Dataset entries
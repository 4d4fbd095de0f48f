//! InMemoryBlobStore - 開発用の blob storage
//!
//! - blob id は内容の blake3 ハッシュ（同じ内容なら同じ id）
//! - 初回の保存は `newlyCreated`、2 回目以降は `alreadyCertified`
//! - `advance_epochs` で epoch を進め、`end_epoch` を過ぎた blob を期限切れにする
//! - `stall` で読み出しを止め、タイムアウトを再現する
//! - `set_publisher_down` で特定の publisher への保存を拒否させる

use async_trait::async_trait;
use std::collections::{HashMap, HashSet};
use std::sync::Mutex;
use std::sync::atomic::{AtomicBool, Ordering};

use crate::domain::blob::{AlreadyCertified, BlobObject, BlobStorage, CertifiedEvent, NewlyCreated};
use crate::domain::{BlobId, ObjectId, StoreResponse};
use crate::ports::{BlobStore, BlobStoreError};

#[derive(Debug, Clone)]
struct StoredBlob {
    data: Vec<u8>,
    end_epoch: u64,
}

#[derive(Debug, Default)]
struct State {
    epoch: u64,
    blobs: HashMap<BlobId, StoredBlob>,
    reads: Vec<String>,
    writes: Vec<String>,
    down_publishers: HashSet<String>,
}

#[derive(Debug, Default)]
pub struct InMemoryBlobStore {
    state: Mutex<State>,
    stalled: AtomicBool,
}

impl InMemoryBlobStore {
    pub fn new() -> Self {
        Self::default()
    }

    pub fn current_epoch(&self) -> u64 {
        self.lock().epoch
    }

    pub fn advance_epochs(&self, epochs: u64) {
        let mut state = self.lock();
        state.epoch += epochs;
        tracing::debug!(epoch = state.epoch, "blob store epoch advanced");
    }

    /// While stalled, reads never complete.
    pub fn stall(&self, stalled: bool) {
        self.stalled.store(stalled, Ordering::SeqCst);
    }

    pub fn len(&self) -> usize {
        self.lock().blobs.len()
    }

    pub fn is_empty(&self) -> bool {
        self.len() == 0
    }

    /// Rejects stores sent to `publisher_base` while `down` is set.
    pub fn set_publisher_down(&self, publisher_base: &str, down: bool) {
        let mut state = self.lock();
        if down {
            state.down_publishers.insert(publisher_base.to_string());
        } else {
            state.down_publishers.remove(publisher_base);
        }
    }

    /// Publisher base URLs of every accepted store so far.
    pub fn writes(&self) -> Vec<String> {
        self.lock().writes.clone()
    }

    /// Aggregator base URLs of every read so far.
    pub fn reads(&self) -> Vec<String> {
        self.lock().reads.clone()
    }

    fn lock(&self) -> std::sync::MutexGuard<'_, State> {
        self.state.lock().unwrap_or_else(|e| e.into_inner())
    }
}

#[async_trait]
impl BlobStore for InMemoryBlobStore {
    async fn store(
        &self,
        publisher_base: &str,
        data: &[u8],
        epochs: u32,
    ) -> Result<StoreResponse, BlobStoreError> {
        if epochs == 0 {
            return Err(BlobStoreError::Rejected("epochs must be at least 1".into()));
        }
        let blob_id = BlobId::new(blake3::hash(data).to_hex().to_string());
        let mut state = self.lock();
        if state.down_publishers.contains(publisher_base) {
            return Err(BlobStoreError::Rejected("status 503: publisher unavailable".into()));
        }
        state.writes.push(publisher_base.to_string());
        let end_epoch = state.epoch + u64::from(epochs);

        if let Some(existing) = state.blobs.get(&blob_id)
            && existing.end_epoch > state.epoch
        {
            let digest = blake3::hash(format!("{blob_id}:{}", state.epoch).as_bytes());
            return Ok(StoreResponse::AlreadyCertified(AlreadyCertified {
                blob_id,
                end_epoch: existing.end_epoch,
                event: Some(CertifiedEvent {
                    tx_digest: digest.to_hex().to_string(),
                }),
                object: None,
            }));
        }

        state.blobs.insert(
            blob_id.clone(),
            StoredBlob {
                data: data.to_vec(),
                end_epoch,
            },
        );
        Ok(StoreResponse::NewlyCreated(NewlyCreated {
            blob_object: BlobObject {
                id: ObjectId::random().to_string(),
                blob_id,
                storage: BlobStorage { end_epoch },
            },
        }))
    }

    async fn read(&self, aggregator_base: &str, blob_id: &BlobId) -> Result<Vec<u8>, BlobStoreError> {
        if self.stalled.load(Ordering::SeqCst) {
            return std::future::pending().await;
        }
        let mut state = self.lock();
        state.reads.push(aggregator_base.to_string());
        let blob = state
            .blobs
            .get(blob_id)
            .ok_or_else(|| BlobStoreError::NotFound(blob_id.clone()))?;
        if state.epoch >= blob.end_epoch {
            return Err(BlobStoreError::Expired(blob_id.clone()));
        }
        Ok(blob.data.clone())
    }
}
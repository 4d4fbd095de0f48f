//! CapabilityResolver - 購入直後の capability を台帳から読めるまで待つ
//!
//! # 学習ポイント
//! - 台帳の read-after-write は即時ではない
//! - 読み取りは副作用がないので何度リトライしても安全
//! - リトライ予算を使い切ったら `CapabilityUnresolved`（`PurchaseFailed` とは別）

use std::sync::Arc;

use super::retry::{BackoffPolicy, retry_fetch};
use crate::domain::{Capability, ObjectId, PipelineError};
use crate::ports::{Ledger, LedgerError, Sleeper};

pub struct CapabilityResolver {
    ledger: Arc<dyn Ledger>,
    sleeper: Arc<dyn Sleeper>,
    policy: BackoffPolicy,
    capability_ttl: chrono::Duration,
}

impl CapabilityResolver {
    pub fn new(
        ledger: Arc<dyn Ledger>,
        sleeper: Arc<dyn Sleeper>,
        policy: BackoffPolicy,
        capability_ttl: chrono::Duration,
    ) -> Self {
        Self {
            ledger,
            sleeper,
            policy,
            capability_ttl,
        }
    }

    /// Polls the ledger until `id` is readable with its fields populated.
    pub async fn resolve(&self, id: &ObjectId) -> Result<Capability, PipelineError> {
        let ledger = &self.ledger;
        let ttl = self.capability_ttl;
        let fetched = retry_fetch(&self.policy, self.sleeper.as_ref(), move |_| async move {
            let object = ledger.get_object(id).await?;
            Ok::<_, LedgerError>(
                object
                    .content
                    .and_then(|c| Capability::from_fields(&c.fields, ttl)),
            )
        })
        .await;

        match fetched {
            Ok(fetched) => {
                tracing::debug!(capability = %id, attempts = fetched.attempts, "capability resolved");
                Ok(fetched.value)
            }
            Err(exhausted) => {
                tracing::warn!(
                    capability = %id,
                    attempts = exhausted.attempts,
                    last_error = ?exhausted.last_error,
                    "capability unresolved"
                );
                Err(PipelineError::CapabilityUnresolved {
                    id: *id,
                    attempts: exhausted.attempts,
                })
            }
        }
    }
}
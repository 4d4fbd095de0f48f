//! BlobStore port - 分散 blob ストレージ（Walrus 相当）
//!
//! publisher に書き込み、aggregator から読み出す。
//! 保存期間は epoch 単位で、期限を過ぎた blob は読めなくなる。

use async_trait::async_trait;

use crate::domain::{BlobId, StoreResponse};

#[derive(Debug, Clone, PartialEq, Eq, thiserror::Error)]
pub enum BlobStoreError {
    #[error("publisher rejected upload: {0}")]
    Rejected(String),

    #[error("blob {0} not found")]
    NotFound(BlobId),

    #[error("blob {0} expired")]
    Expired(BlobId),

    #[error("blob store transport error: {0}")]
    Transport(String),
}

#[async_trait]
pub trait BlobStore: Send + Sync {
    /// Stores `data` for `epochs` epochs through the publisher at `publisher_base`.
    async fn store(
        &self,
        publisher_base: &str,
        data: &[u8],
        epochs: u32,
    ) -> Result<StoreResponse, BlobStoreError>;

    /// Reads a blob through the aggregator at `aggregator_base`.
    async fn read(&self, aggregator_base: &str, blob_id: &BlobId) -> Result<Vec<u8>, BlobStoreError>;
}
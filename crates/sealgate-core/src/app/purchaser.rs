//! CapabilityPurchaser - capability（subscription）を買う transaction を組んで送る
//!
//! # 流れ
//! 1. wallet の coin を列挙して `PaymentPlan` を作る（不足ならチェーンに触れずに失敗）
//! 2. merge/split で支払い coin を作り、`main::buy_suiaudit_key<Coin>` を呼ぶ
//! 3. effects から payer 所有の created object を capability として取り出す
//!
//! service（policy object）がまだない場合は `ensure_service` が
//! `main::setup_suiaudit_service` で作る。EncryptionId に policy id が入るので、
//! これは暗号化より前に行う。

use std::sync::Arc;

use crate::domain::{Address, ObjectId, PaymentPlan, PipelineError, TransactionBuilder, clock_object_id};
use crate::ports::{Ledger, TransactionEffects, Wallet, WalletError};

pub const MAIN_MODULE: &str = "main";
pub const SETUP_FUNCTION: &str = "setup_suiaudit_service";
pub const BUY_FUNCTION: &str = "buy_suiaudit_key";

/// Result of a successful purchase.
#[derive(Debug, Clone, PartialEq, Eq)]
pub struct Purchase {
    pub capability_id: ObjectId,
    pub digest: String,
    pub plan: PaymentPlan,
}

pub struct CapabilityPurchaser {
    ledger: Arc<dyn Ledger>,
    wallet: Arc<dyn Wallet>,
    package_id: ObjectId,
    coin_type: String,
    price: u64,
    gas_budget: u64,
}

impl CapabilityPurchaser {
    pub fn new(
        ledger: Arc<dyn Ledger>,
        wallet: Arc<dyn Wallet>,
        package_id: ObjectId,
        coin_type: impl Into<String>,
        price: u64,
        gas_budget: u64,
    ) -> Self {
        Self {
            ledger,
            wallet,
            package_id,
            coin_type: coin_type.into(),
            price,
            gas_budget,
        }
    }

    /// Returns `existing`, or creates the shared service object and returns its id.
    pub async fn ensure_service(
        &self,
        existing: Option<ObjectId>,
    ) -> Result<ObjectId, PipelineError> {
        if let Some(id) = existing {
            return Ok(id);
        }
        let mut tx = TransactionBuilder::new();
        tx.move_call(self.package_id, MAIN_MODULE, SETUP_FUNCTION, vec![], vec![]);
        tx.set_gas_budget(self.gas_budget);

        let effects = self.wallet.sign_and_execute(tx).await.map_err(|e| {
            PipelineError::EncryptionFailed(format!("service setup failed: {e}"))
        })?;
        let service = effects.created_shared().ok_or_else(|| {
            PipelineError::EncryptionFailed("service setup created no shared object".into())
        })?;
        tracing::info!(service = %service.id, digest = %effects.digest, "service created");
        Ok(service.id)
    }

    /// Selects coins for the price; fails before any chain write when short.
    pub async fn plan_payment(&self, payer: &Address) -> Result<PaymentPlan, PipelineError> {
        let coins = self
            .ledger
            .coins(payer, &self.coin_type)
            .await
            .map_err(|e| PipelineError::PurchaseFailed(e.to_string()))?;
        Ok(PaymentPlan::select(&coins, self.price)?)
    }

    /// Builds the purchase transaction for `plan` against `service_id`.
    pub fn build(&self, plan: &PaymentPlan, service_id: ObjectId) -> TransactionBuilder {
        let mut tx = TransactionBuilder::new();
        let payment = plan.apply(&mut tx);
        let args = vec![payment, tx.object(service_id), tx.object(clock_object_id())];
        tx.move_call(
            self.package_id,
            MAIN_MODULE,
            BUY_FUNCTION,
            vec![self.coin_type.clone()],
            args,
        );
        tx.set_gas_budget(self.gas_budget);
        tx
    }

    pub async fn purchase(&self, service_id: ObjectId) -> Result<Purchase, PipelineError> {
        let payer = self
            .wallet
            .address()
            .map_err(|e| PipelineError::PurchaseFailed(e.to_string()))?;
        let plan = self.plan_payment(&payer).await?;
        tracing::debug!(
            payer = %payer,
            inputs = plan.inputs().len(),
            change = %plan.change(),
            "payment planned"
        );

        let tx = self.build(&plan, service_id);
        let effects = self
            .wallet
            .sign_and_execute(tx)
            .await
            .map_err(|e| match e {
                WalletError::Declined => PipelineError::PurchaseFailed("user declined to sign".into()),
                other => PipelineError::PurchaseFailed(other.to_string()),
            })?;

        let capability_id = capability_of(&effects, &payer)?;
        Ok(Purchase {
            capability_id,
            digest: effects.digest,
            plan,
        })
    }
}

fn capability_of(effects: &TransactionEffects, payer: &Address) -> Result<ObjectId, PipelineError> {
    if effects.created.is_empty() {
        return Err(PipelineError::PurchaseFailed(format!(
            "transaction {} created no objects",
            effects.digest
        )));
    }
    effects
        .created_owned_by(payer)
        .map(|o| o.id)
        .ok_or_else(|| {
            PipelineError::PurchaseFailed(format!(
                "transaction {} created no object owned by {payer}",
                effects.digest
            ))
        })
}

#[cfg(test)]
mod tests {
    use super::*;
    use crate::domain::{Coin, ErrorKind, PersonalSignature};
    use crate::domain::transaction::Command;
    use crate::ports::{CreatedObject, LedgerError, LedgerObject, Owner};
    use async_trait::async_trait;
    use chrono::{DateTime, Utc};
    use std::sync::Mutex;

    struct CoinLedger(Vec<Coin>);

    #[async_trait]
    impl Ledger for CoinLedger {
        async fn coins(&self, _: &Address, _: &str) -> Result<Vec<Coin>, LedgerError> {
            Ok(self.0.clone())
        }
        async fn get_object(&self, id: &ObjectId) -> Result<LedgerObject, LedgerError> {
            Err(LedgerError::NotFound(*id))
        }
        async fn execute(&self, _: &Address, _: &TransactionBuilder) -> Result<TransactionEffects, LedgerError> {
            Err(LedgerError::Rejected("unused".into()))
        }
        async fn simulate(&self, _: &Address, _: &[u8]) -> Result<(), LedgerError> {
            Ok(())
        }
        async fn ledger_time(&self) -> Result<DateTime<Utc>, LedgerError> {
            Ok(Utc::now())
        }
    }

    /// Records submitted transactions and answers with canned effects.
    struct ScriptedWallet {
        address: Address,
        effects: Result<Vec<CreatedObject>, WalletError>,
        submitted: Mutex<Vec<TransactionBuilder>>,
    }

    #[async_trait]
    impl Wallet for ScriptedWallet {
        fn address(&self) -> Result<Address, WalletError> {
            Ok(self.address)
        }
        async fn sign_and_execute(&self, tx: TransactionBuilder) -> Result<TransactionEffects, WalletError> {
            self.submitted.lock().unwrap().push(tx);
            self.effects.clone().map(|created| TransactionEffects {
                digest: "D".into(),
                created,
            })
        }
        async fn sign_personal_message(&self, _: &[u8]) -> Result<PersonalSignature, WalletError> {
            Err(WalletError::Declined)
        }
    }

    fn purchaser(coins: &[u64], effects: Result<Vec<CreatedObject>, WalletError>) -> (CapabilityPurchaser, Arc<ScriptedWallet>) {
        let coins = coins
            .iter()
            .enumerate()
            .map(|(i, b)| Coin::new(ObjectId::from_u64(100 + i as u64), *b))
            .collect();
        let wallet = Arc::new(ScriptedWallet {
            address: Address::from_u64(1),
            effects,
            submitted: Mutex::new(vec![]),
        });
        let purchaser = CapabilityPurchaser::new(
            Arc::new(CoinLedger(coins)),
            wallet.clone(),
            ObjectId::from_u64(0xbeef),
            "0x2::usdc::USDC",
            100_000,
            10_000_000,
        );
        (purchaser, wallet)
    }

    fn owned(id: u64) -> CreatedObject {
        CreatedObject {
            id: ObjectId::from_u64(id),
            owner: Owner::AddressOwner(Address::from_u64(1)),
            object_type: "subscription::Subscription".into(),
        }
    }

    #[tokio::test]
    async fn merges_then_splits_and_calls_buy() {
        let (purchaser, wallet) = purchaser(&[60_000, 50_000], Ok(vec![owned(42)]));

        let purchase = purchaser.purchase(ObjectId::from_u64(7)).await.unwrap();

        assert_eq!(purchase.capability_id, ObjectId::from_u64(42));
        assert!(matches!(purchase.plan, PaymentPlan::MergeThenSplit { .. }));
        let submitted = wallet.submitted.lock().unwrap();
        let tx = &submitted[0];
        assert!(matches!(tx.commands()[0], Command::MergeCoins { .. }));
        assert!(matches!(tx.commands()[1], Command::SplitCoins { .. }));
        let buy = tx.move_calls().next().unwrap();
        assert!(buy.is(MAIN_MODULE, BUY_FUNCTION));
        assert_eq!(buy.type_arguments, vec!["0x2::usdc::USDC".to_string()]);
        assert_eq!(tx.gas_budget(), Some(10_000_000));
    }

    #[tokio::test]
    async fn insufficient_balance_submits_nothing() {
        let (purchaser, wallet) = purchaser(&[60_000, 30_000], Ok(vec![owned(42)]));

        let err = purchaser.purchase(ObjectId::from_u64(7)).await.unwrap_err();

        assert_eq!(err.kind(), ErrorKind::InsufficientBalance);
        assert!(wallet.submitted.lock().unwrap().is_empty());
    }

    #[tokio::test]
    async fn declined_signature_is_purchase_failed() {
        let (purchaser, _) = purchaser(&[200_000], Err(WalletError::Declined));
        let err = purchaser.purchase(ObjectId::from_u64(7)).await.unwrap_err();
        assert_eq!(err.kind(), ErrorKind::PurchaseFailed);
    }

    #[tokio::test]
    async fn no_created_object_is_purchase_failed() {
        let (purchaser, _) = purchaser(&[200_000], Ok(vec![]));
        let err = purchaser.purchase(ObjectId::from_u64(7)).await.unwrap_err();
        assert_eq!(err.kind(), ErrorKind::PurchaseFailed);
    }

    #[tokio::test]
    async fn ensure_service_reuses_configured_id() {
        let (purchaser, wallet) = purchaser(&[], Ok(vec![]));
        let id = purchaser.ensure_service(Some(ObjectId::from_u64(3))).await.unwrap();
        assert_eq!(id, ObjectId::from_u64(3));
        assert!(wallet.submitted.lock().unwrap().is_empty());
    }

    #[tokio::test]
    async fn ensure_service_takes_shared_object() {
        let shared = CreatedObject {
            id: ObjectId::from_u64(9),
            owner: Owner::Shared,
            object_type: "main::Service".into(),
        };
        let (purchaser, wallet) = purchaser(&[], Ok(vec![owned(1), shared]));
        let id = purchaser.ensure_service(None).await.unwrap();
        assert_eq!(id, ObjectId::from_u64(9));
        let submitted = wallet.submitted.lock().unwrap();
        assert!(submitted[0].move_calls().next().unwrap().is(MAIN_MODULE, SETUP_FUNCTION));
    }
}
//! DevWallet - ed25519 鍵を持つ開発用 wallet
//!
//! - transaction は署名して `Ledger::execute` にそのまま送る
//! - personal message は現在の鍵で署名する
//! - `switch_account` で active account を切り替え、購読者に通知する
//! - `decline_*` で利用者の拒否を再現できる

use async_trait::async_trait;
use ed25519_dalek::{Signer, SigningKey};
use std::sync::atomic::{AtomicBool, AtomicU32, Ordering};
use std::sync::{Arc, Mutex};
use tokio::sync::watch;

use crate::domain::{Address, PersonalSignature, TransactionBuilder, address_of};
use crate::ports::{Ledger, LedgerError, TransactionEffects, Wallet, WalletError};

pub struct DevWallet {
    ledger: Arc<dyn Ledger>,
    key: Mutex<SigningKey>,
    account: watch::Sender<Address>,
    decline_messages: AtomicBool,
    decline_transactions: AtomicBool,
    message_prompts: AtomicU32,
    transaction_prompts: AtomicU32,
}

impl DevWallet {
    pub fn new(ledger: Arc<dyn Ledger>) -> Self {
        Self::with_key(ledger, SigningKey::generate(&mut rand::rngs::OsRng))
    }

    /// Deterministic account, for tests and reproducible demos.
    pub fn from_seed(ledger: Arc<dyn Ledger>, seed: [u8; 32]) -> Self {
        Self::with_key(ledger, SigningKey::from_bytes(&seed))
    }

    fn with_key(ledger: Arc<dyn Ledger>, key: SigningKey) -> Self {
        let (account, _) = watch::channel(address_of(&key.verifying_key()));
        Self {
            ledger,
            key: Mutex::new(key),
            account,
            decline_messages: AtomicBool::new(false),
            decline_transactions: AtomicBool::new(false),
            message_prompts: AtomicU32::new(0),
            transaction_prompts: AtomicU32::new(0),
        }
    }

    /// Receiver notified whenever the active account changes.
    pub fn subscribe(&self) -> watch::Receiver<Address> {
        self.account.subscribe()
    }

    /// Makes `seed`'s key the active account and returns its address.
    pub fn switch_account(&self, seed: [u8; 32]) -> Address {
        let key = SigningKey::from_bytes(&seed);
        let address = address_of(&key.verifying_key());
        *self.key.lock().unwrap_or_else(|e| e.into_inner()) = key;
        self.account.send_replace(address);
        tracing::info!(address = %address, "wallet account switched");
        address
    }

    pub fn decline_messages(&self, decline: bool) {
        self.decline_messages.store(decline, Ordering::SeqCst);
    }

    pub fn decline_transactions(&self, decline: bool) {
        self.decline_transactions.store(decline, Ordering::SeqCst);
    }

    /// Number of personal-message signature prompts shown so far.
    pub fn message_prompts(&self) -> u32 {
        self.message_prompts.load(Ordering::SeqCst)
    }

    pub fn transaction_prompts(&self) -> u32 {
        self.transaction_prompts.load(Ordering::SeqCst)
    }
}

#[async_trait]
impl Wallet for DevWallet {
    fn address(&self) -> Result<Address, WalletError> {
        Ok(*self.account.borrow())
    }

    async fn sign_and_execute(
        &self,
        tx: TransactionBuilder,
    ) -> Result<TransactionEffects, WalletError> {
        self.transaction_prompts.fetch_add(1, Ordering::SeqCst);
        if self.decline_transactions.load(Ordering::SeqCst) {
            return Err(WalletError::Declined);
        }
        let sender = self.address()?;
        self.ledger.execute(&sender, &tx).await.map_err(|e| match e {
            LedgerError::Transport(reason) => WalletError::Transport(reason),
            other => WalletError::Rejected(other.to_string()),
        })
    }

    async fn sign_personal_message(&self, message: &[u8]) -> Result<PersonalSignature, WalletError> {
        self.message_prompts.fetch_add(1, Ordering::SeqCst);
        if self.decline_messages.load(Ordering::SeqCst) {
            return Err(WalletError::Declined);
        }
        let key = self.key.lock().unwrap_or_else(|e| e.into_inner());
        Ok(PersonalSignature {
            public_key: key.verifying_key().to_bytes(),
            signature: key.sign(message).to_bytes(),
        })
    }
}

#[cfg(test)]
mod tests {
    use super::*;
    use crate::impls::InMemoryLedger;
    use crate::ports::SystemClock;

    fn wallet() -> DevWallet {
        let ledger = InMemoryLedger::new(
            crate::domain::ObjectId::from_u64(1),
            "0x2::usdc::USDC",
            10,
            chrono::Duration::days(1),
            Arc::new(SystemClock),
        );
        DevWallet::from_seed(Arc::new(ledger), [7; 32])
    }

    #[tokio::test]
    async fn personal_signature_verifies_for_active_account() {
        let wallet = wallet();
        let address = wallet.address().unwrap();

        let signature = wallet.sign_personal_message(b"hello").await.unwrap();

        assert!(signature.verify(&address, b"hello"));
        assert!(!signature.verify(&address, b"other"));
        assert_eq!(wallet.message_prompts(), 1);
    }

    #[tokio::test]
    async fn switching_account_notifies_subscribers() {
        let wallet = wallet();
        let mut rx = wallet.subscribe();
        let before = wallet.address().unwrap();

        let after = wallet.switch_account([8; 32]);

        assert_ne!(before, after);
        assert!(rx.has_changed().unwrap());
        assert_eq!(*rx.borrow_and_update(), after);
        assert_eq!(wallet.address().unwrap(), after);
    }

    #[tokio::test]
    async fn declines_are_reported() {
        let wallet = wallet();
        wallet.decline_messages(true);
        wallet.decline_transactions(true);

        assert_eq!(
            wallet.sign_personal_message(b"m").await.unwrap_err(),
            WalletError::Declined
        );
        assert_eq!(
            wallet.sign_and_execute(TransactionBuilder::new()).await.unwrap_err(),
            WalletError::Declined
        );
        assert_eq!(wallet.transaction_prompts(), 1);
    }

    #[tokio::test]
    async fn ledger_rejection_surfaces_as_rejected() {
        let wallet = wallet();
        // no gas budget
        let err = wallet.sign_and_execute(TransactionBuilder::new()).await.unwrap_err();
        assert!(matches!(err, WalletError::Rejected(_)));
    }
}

■ Action item:
List every line in the records above that contains the word "LedgerError".

■ Answer section:
use crate::ports::{Ledger, LedgerError, Sleeper};
            Ok::<_, LedgerError>(
    use crate::ports::{CreatedObject, LedgerError, LedgerObject, Owner};
        async fn coins(&self, _: &Address, _: &str) -> Result<Vec<Coin>, LedgerError> {
        async fn get_object(&self, id: &ObjectId) -> Result<LedgerObject, LedgerError> {
            Err(LedgerError::NotFound(*id))
        async fn execute(&self, _: &Address, _: &TransactionBuilder) -> Result<TransactionEffects, LedgerError> {
            Err(LedgerError::Rejected("unused".into()))
        async fn simulate(&self, _: &Address, _: &[u8]) -> Result<(), LedgerError> {
        async fn ledger_time(&self) -> Result<DateTime<Utc>, LedgerError> {
use crate::ports::{Ledger, LedgerError, TransactionEffects, Wallet, WalletError};
            LedgerError::Transport(reason) => WalletError::Transport(reason),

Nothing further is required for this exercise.